Mission to save the ‘most beautiful’ snail in the world
Representative of Science, BBC News


Researchers have launched a mission to save some of the world’s most beautiful snails and save their biological secrets as well.
Polymita trees that are disappearing from their native forests in East Cuba are snails, which have volatile, colorful and extraordinary patterned armor.
Unfortunately, they are desirable for the shell collector, and the conservation experts say that the shell is pushing the business towards the snails.
Biologists from Cuba and experts at the University of Kauta in the UK have now combined with the goal of saving six known species of polytites.


The most dangerous of them is polymata sulfurosa, which is a lime green with the blue flame patterns around its coils, and a bright capillary and yellow band across its shell.
But all the polytites species are amazing and colorful, which is an evolutionary mystery itself.
“One of the reasons why I am interested in these snails is that they are very beautiful,” said Professor Angus Davison, an evolutionary geneticist at the University of Nottingham.
He said that irony is a threat to the snails.
“Their beauty attracts people who collect and trade the shells. That is why they make them different and interesting as a scientist. Unfortunately, they are endangering them too.”


While searching online with Professor Davison, we found several platforms where vendors based in the UK were offering polymita shells for sale. On a site, $ 160 was being advertised in a collection of seven shells.
“For some of these species, we know that they are really in danger. So if one collected and traded them in Cuba, some species will not cause destruction.”
The shells are bought and sold as decorative items, but each empty shell was once a living animal.

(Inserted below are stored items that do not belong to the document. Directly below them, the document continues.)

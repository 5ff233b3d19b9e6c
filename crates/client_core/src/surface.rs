/// Rendering target owned by a [`crate::viewer::RolloutViewer`].
pub trait RenderSurface {
    fn append_log(&mut self, line: &str);
    /// Ends every update; surfaces that redraw in batches do so here.
    fn scroll_log_to_bottom(&mut self);
    /// `percent` is the progress width, 0 to 100.
    fn set_progress(&mut self, percent: u32);
    /// Replaces the previous label.
    fn set_weights_label(&mut self, label: &str);
    fn show_error(&mut self, message: &str);
}

/// Surface that only records what it was told to display.
#[derive(Debug, Clone, Default)]
pub struct MemorySurface {
    log: Vec<String>,
    scroll_offset: usize,
    progress: u32,
    weights_label: String,
    error: Option<String>,
}

impl MemorySurface {
    pub fn new() -> Self {
        Self::default()
    }

    pub fn log(&self) -> &[String] {
        &self.log
    }

    pub fn scroll_offset(&self) -> usize {
        self.scroll_offset
    }

    pub fn is_scrolled_to_bottom(&self) -> bool {
        self.scroll_offset == self.log.len()
    }

    pub fn progress(&self) -> u32 {
        self.progress
    }

    pub fn progress_width(&self) -> String {
        format!("{}%", self.progress)
    }

    pub fn weights_label(&self) -> &str {
        &self.weights_label
    }

    pub fn error(&self) -> Option<&str> {
        self.error.as_deref()
    }
}

impl RenderSurface for MemorySurface {
    fn append_log(&mut self, line: &str) {
        self.log.push(line.to_string());
    }

    fn scroll_log_to_bottom(&mut self) {
        self.scroll_offset = self.log.len();
    }

    fn set_progress(&mut self, percent: u32) {
        self.progress = percent;
    }

    fn set_weights_label(&mut self, label: &str) {
        self.weights_label = label.to_string();
    }

    fn show_error(&mut self, message: &str) {
        self.error = Some(message.to_string());
    }
}

impl<T: RenderSurface + ?Sized> RenderSurface for &mut T {
    fn append_log(&mut self, line: &str) {
        (**self).append_log(line);
    }

    fn scroll_log_to_bottom(&mut self) {
        (**self).scroll_log_to_bottom();
    }

    fn set_progress(&mut self, percent: u32) {
        (**self).set_progress(percent);
    }

    fn set_weights_label(&mut self, label: &str) {
        (**self).set_weights_label(label);
    }

    fn show_error(&mut self, message: &str) {
        (**self).show_error(message);
    }
}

There are international rules to protect polymita snails, but they are difficult to implement. At the International Trade Convention of dangerous species – it is illegal to remove the snails or their armor without permission. But elsewhere it is legal to sell armor.
Prof. Davisan says pressure on climate change and forest damage have affected their natural habitat in Cuba, “People collecting shells can easily tell the population in the local extinction”.


To try to prevent this, Professor Davison Universald de Orientte is working closely with Professor Bernardo Raz-Tur at Santiago de Cuba, which is conservation biologists.
The goal of this international project is to understand how the snails evolved, and providing information that helps in conservation.
The attempt of Professor Ryas-Tour is probably the most challenging: working in incredible power supply and hot weather, he has brought polytime snails to his own home to escape.
“They haven’t breed yet, but they are doing well,” he told us on a video call.
“It’s challenging – we always have blackouts.”


Meanwhile, genetic research is being conducted at the equipped lab in the University of Nottingham.
Here, pro. Davison and his team can place small patterns of snail tissue in the cryogenic freezer to save them. They are capable of using that material to read the genomes of animals – a biological set of coded instructions that make every snail.
The objective is to use this information to confirm how many species of use of this information, how they are related to each other, and what part of their genetic code gives them to their fantastic, unique color samples.


Hopefully, they can reveal those biological secrets before buying these colorful animals.
Professor Davisan told BBC News, “Eastern Cuba is the only place in the world where these snails have been found.”
“There is skill there – where people who know the snail, love them and understand them, live and work.
“We hope we can use genetic information we can bring to contribute to their conservation.”